中国政府は新たな人口センサスの調査結果を発表した。それによると、中国の総人口は13億3900万人と言われ、依然として増加傾向にある。だが、人口増加率はすでに低下しており、2015年頃になると、マイナスになると見られている。

 振り返れば、中国政府が人口の抑制に乗り出したのはおおよそ35年前からだった。それまで、毛沢東は英米に追いつき、追い越すために、人口を増やすべく出産奨励を呼びかけた。1950年代と60年代はベビーブームが続いた。しかし、当時、毎年権力争いを背景とする「政治闘争」が繰り広げられ、企業の生産活動は停滞状態にあった。国民経済は英米に追いつくどころか、破綻寸前にまで陥った。

 生産活動の停滞と人口の爆発がもたらす一番の弊害は食糧不足の慢性化だった。70年代に入り、マスコミでは社会主義の優位性について毎日のように宣伝されていたが、国民の生活レベルはみるみる低下し、食糧など生活物資の配給制の実施を余儀なくされた。当時の状況は今の北朝鮮とそっくりである。

 78年に復権した鄧小平は経済改革に着手する前に、まず人口抑制に乗り出した。少数民族は別として、国民の大多数を占める漢民族について「一人っ子政策」を導入したのである。

思いがけず高度経済成長に寄与した一人っ子政策

 もしも一人っ子政策を導入しなければ、今の中国の総人口は26億人を超えていると予想される。一人っ子政策によって10億人以上の人口増が抑制された計算になる。
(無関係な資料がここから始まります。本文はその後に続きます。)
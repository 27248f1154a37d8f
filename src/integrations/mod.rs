// src/integrations/mod.rs
//
// External Integrations Module
//
// The membership platform's REST API, its OAuth token endpoint and the
// bundled rehearsal dataset that stands in for the API in fixture mode.

pub mod patreon;

pub use patreon::client::{MembershipApi, PageRequest, PatreonClient};
pub use patreon::fixture::FixtureMembershipApi;
pub use patreon::oauth::{CredentialProvider, PatreonOAuthClient};
pub use patreon::payload::{MemberResource, MembersPage};
// src/infrastructure/storage.rs
//
// Where the snapshot, the ledger and the log live on disk.
//
// Path structure: {APP_DATA}/patron-raffle/structured_data/<file>
// Rehearsal (test mode) and live runs use distinct snapshot files so the two
// never collide. The ledger is shared.

use std::path::{Path, PathBuf};

use crate::error::{AppError, AppResult};

pub const LIVE_MEMBERS_FILE: &str = "eligible_patrons.json";
pub const REHEARSAL_MEMBERS_FILE: &str = "eligible_patrons_test.json";
pub const LIVE_TIERS_FILE: &str = "tiers.json";
pub const REHEARSAL_TIERS_FILE: &str = "tiers_test.json";
pub const WINNERS_FILE: &str = "winners.json";

/// Which snapshot files a run reads and writes
#[derive(Debug, Clone, Copy, PartialEq, Eq)]
pub enum StorageProfile {
    Rehearsal,
    Live,
}

impl StorageProfile {
    pub fn from_test_mode(test_mode: bool) -> Self {
        if test_mode {
            StorageProfile::Rehearsal
        } else {
            StorageProfile::Live
        }
    }
}

impl std::fmt::Display for StorageProfile {
    fn fmt(&self, f: &mut std::fmt::Formatter<'_>) -> std::fmt::Result {
        match self {
            StorageProfile::Rehearsal => write!(f, "rehearsal"),
            StorageProfile::Live => write!(f, "live"),
        }
    }
}

/// File layout under one storage root
#[derive(Debug, Clone, PartialEq, Eq)]
pub struct StorageLayout {
    root: PathBuf,
}

impl StorageLayout {
    pub fn new(root: impl Into<PathBuf>) -> Self {
        Self { root: root.into() }
    }

    pub fn root(&self) -> &Path {
        &self.root
    }

    pub fn members_path(&self, profile: StorageProfile) -> PathBuf {
        match profile {
            StorageProfile::Rehearsal => self.root.join(REHEARSAL_MEMBERS_FILE),
            StorageProfile::Live => self.root.join(LIVE_MEMBERS_FILE),
        }
    }

    pub fn tiers_path(&self, profile: StorageProfile) -> PathBuf {
        match profile {
            StorageProfile::Rehearsal => self.root.join(REHEARSAL_TIERS_FILE),
            StorageProfile::Live => self.root.join(LIVE_TIERS_FILE),
        }
    }

    pub fn winners_path(&self) -> PathBuf {
        self.root.join(WINNERS_FILE)
    }

    pub fn log_path(&self) -> PathBuf {
        self.root.join(super::LOG_FILE_NAME)
    }
}

/// Default storage root in the application data directory
pub fn default_storage_dir() -> AppResult<PathBuf> {
    let app_data_dir = dirs::data_dir()
        .ok_or_else(|| AppError::Other("Could not determine app data directory".to_string()))?;

    Ok(app_data_dir.join("patron-raffle").join("structured_data"))
}

#[cfg(test)]
mod tests {
    use super::*;

    #[test]
    fn test_profiles_never_share_snapshot_files() {
        let layout = StorageLayout::new("/data");
        assert_ne!(
            layout.members_path(StorageProfile::Rehearsal),
            layout.members_path(StorageProfile::Live)
        );
        assert_ne!(
            layout.tiers_path(StorageProfile::Rehearsal),
            layout.tiers_path(StorageProfile::Live)
        );
    }

    #[test]
    fn test_profile_from_test_mode() {
        assert_eq!(StorageProfile::from_test_mode(true), StorageProfile::Rehearsal);
        assert_eq!(StorageProfile::from_test_mode(false), StorageProfile::Live);
    }

    #[test]
    fn test_winners_path() {
        let layout = StorageLayout::new("/data");
        assert_eq!(layout.winners_path(), PathBuf::from("/data/winners.json"));
    }
}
 人口増加の抑制を目的とする一人っ子政策は、確かに人口増加の抑制に寄与した。同時に、思い切った人口抑制政策は、30年前に導入された「改革開放」政策の下での経済成長に大きく貢献した。

 一人っ子政策を導入する前の中国社会では、国有企業が社会保障機能を担っており、介護などは家族によって行われていた。1家族の子供の平均人数は4~5人に上るため、共稼ぎであっても、夫婦の給与所得では生活が困窮し、生活必需品以外の買い物や旅行などの消費はほとんどできなかった。

 一人っ子政策が導入されたあとは、共稼ぎの夫婦が扶養する子供の人数は1人となり、生活負担が大きく軽減された。その結果、80年代初期から働き盛りの夫婦には生活を楽しむ余裕ができて、消費振興にも大きく寄与した。